Redigido sem apelo ao Acordo Ortográfico.


[1] Esta é o correspondente abstracto da causa de pedir.
[2] Discute-se se a qualificação jurídica integra a causa de pedir, mas a questão não foi colocada (embora também se considere que a resposta ajustada é negativa) nem de todo o modo impede a diferenciação exposta.
[3] In Direito Processual Civil Declaratório, Almedina 1981, vol. I, pág. 203.
[4] Falando-se a propósito num princípio de exaustão (Teixeira de Sousa), impondo ao tribunal o dever de esgotar todas as possíveis qualificações dos factos alegados pelas partes.
[5] Como era manifestamente lícito fazer, dado que a menção não estaria fundada nos factos apurados e no direito aplicado, nos termos em que a sentença os avaliou (e que aqui se não discutem, sendo tomados em si).
[6] Proc. 842/10.9TBPNF.P2.S1in 3w.dgsi.pt.
[7] Como refere T. de Sousa, «o caso julgado abrange todas as possíveis qualificações jurídicas do objecto apreciado» (Estudos Sobre o Novo Processo Civil, Lex 1997, pág. 576.
[8] Embora, para outros, esteja em causa antes (ou também) o dever de colaboração, na vertente do dever de consulta (e na verdade o direito ao contraditório leva envolvido um direito à audição e assim um dever funcional do tribunal em ouvir as partes; mas em situações como a vertente parece ser o princípio do contraditório que avulta, sendo o direito de audição apenas seu reflexo ou seu aspecto executivo).
[9] Sobre isto, por todos, v. Luís Correia de Mendonça, in O Contraditório e a proibição das decisões-surpresa, pág. 198 e ss. (ROA, disponível online em https://portal.oa.pt/media/135588/luis-correia-de-mendonca.pdf).
[10] Como acto formal (e sujeito às regras de interpretação do acto jurídico negocial e formal), os termos da alegação tornam-se em princípio determinantes na interpretação do acto, por tender a prevalecer o seu sentido objectivo.
[11] Em rigor, o primeiro caso consiste no exercício, alternativo, do contraditório, e o segundo integra-se no conceito da manifesta desnecessidade.

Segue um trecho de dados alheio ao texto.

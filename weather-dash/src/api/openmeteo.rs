//! Open-Meteo backend (keyless): geocoding, forecast, air quality.
//!
//! Open-Meteo has no reverse geocoding, so reverse lookups go to Nominatim.

use async_trait::async_trait;
use chrono::{NaiveDate, NaiveDateTime, Timelike};
use reqwest::Client;
use serde::Deserialize;

use super::{ProviderKind, WeatherProvider, get_json, trim_base};
use crate::error::ApiError;
use crate::i18n::Language;
use crate::model::{
    AirQuality, Coordinates, CurrentConditions, DailyPoint, ForecastReport, HourlyPoint,
    LocationCandidate, MAX_DAILY_POINTS, MAX_HOURLY_POINTS,
};

const NAME: &str = "open-meteo";
const TIME_FORMAT: &str = "%Y-%m-%dT%H:%M";

#[derive(Debug, Clone, PartialEq)]
pub struct OpenMeteoEndpoints {
    pub geocoding: String,
    pub forecast: String,
    pub air_quality: String,
    /// Nominatim
    pub reverse: String,
}

impl Default for OpenMeteoEndpoints {
    fn default() -> Self {
        Self {
            geocoding: "https://geocoding-api.open-meteo.com".into(),
            forecast: "https://api.open-meteo.com".into(),
            air_quality: "https://air-quality-api.open-meteo.com".into(),
            reverse: "https://nominatim.openstreetmap.org".into(),
        }
    }
}

// ============================================================================
// Response shapes
// ============================================================================

#[derive(Debug, Deserialize)]
struct GeocodingResponse {
    results: Option<Vec<GeocodingResult>>,
}

#[derive(Debug, Deserialize)]
struct GeocodingResult {
    name: String,
    latitude: f64,
    longitude: f64,
    country: Option<String>,
    country_code: Option<String>,
    admin1: Option<String>,
}

#[derive(Debug, Deserialize)]
struct ForecastResponse {
    current: CurrentBlock,
    #[serde(default)]
    hourly: HourlyBlock,
    #[serde(default)]
    daily: DailyBlock,
}

#[derive(Debug, Deserialize)]
struct CurrentBlock {
    time: String,
    temperature_2m: f64,
    apparent_temperature: Option<f64>,
    relative_humidity_2m: Option<f64>,
    wind_speed_10m: Option<f64>,
    precipitation: Option<f64>,
    surface_pressure: Option<f64>,
    weather_code: Option<u8>,
    uv_index: Option<f64>,
}

#[derive(Debug, Default, Deserialize)]
struct HourlyBlock {
    #[serde(default)]
    time: Vec<String>,
    #[serde(default)]
    temperature_2m: Vec<Option<f64>>,
    #[serde(default)]
    precipitation_probability: Vec<Option<f64>>,
}

#[derive(Debug, Default, Deserialize)]
struct DailyBlock {
    #[serde(default)]
    time: Vec<String>,
    #[serde(default)]
    temperature_2m_max: Vec<Option<f64>>,
    #[serde(default)]
    precipitation_probability_max: Vec<Option<f64>>,
}

#[derive(Debug, Deserialize)]
struct AirQualityResponse {
    current: AirQualityBlock,
}

#[derive(Debug, Deserialize)]
struct AirQualityBlock {
    us_aqi: Option<f64>,
    pm10: Option<f64>,
    pm2_5: Option<f64>,
    ozone: Option<f64>,
    nitrogen_dioxide: Option<f64>,
    sulphur_dioxide: Option<f64>,
    carbon_monoxide: Option<f64>,
    uv_index: Option<f64>,
}

#[derive(Debug, Deserialize)]
struct NominatimResponse {
    address: Option<NominatimAddress>,
}

#[derive(Debug, Deserialize)]
struct NominatimAddress {
    city: Option<String>,
    town: Option<String>,
    village: Option<String>,
    municipality: Option<String>,
    county: Option<String>,
    country_code: Option<String>,
}

// ============================================================================
// Provider
// ============================================================================

#[derive(Debug, Clone)]
pub struct OpenMeteo {
    http: Client,
    endpoints: OpenMeteoEndpoints,
}

impl OpenMeteo {
    pub fn new(http: Client) -> Self {
        Self {
            http,
            endpoints: OpenMeteoEndpoints::default(),
        }
    }

    pub fn with_endpoints(mut self, endpoints: OpenMeteoEndpoints) -> Self {
        self.endpoints = OpenMeteoEndpoints {
            geocoding: trim_base(&endpoints.geocoding),
            forecast: trim_base(&endpoints.forecast),
            air_quality: trim_base(&endpoints.air_quality),
            reverse: trim_base(&endpoints.reverse),
        };
        self
    }
}

#[async_trait]
impl WeatherProvider for OpenMeteo {
    fn kind(&self) -> ProviderKind {
        ProviderKind::OpenMeteo
    }

    async fn search(
        &self,
        query: &str,
        limit: usize,
        lang: Language,
    ) -> Result<Vec<LocationCandidate>, ApiError> {
        let url = format!(
            "{}/v1/search?name={}&count={}&language={}&format=json",
            self.endpoints.geocoding,
            urlencoding::encode(query),
            limit,
            lang.code()
        );
        let data: GeocodingResponse = get_json(&self.http, NAME, &url).await?;
        Ok(data
            .results
            .unwrap_or_default()
            .into_iter()
            .map(candidate_from_result)
            .collect())
    }

    async fn reverse(&self, coords: Coordinates, lang: Language) -> Result<Option<String>, ApiError> {
        let url = format!(
            "{}/reverse?lat={}&lon={}&format=json&addressdetails=1&zoom=10&accept-language={}",
            self.endpoints.reverse,
            coords.lat,
            coords.lon,
            lang.code()
        );
        let body: NominatimResponse = get_json(&self.http, "nominatim", &url).await?;
        Ok(body.address.and_then(label_from_address))
    }

    async fn forecast(&self, coords: Coordinates, _lang: Language) -> Result<ForecastReport, ApiError> {
        let url = format!(
            "{}/v1/forecast?latitude={}&longitude={}\
             &current=temperature_2m,apparent_temperature,relative_humidity_2m,wind_speed_10m,precipitation,surface_pressure,weather_code,uv_index\
             &hourly=temperature_2m,precipitation_probability\
             &daily=temperature_2m_max,precipitation_probability_max\
             &forecast_days={}&wind_speed_unit=ms&timezone=auto",
            self.endpoints.forecast, coords.lat, coords.lon, MAX_DAILY_POINTS
        );
        let data: ForecastResponse = get_json(&self.http, NAME, &url).await?;
        normalize(data)
    }

    async fn air_quality(&self, coords: Coordinates) -> Result<Option<AirQuality>, ApiError> {
        let url = format!(
            "{}/v1/air-quality?latitude={}&longitude={}\
             &current=us_aqi,pm10,pm2_5,ozone,nitrogen_dioxide,sulphur_dioxide,carbon_monoxide,uv_index",
            self.endpoints.air_quality, coords.lat, coords.lon
        );
        let data: AirQualityResponse = get_json(&self.http, NAME, &url).await?;
        let c = data.current;
        Ok(c.us_aqi.map(|aqi| AirQuality {
            aqi: aqi.round().max(0.0) as u32,
            pm10: c.pm10.unwrap_or(0.0),
            pm25: c.pm2_5.unwrap_or(0.0),
            o3: c.ozone.unwrap_or(0.0),
            no2: c.nitrogen_dioxide.unwrap_or(0.0),
            so2: c.sulphur_dioxide.unwrap_or(0.0),
            co: c.carbon_monoxide.unwrap_or(0.0),
            uv_index: c.uv_index,
        }))
    }
}

fn candidate_from_result(result: GeocodingResult) -> LocationCandidate {
    // Prefer the two-letter code so labels read "Paris, FR" for every provider
    let country = result
        .country_code
        .map(|code| code.to_uppercase())
        .or(result.country)
        .unwrap_or_default();
    let mut candidate = LocationCandidate::new(
        result.name,
        country,
        Coordinates::new(result.latitude, result.longitude),
    );
    candidate.state = result.admin1;
    candidate
}

fn label_from_address(address: NominatimAddress) -> Option<String> {
    let name = address
        .city
        .or(address.town)
        .or(address.village)
        .or(address.municipality)
        .or(address.county)?;
    Some(match address.country_code {
        Some(code) => format!("{}, {}", name, code.to_uppercase()),
        None => name,
    })
}

fn normalize(data: ForecastResponse) -> Result<ForecastReport, ApiError> {
    let current = data.current;
    let now = NaiveDateTime::parse_from_str(&current.time, TIME_FORMAT).map_err(|e| {
        ApiError::Decode {
            provider: NAME,
            message: format!("bad current time {:?}: {}", current.time, e),
        }
    })?;
    let this_hour = now.with_minute(0).unwrap_or(now);

    let hourly = data
        .hourly
        .time
        .iter()
        .enumerate()
        .filter_map(|(i, t)| {
            let time = NaiveDateTime::parse_from_str(t, TIME_FORMAT).ok()?;
            Some((i, time))
        })
        .filter(|(_, time)| *time >= this_hour)
        .take(MAX_HOURLY_POINTS)
        .map(|(i, time)| HourlyPoint {
            time: time.format("%H").to_string(),
            temperature: series_value(&data.hourly.temperature_2m, i),
            precipitation: series_value(&data.hourly.precipitation_probability, i),
        })
        .collect();

    let daily = data
        .daily
        .time
        .iter()
        .enumerate()
        .take(MAX_DAILY_POINTS)
        .map(|(i, day)| DailyPoint {
            day: NaiveDate::parse_from_str(day, "%Y-%m-%d")
                .map(|d| d.format("%a").to_string())
                .unwrap_or_else(|_| day.clone()),
            temperature: series_value(&data.daily.temperature_2m_max, i),
            precipitation: series_value(&data.daily.precipitation_probability_max, i),
        })
        .collect();

    Ok(ForecastReport {
        current: CurrentConditions {
            temperature: current.temperature_2m,
            feels_like: current.apparent_temperature.unwrap_or(current.temperature_2m),
            humidity: current.relative_humidity_2m.unwrap_or(0.0),
            wind_speed: current.wind_speed_10m.unwrap_or(0.0),
            description: weather_description(current.weather_code.unwrap_or(0)).to_string(),
            precipitation: current.precipitation.unwrap_or(0.0),
            pressure: current.surface_pressure.unwrap_or(0.0),
            uv_index: 0.0,
        },
        uv_index: current.uv_index,
        daily,
        hourly,
    })
}

fn series_value(series: &[Option<f64>], index: usize) -> f64 {
    series.get(index).copied().flatten().unwrap_or(0.0)
}

/// Convert WMO weather code to human-readable description
pub fn weather_description(code: u8) -> &'static str {
    match code {
        0 => "Clear sky",
        1 => "Mainly clear",
        2 => "Partly cloudy",
        3 => "Overcast",
        45 | 48 => "Fog",
        51 | 53 | 55 => "Drizzle",
        56 | 57 => "Freezing drizzle",
        61 | 63 | 65 => "Rain",
        66 | 67 => "Freezing rain",
        71 | 73 | 75 => "Snow",
        77 => "Snow grains",
        80..=82 => "Rain showers",
        85 | 86 => "Snow showers",
        95 => "Thunderstorm",
        96 | 99 => "Thunderstorm with hail",
        _ => "Unknown",
    }
}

[12] Que transcendem a situação das decisões-surpresa, cobrindo o campo mais amplo da decisão emitida sem cumprimento de acto prévio devido ou imposto (que tem na omissão do despacho de aperfeiçoamento ou na indevida omissão da audiência prévia outros casos de avaliação, estes mais próximos da violação do dever de colaboração).
[13] A exposição é intencionalmente sintética, ajustada aos termos da presente decisão, não atendendo assim às especificidades de entendimentos dentro de cada grupo, nem à forma como a natureza do acto viciado pode impactar o seu regime.
[14] Embora no vol 2º já pareçam admitir outra solução (pág. 739).
[15] Embora prescindindo por vezes, por razões de economia, da pronúncia do tribunal de primeira instância.
[16] No que se reporta à usucapião vide o Ac. do STJ de 08/11/2018, proferido no proc. nº 48/15.0T8VNC.G1.S1, de que foi relatora Rosa Ribeiro Coelho, onde se considerou que a não formulação de pedido de reconhecimento da aquisição por usucapião, não obsta ao seu conhecimento, uma vez que nada obriga a que “a invocação judicial da usucapião tenha de ser feita através de uma ação onde, concomitantemente, se formule o pedido do seu reconhecimento, pois não há razões para excluir a possibilidade de essa invocação ser feita apenas através da alegação dos factos que a revelem e para servir como causa de pedir de um outro pedido que a pressuponha ou como elemento integrador da legitimidade de quem na ação a invoca.”
[17] Ac. do STJ de 27/09/2011, proferido no proc. nº 2005/03.0TVLSB.L1.S1, de que foi relator Gabriel Catarino.
[18] Ac. do STJ de 08/09/2020, proferido no proc. nº 602/18.9T8PTG.E1.S1, de que foi relator Jorge Dias.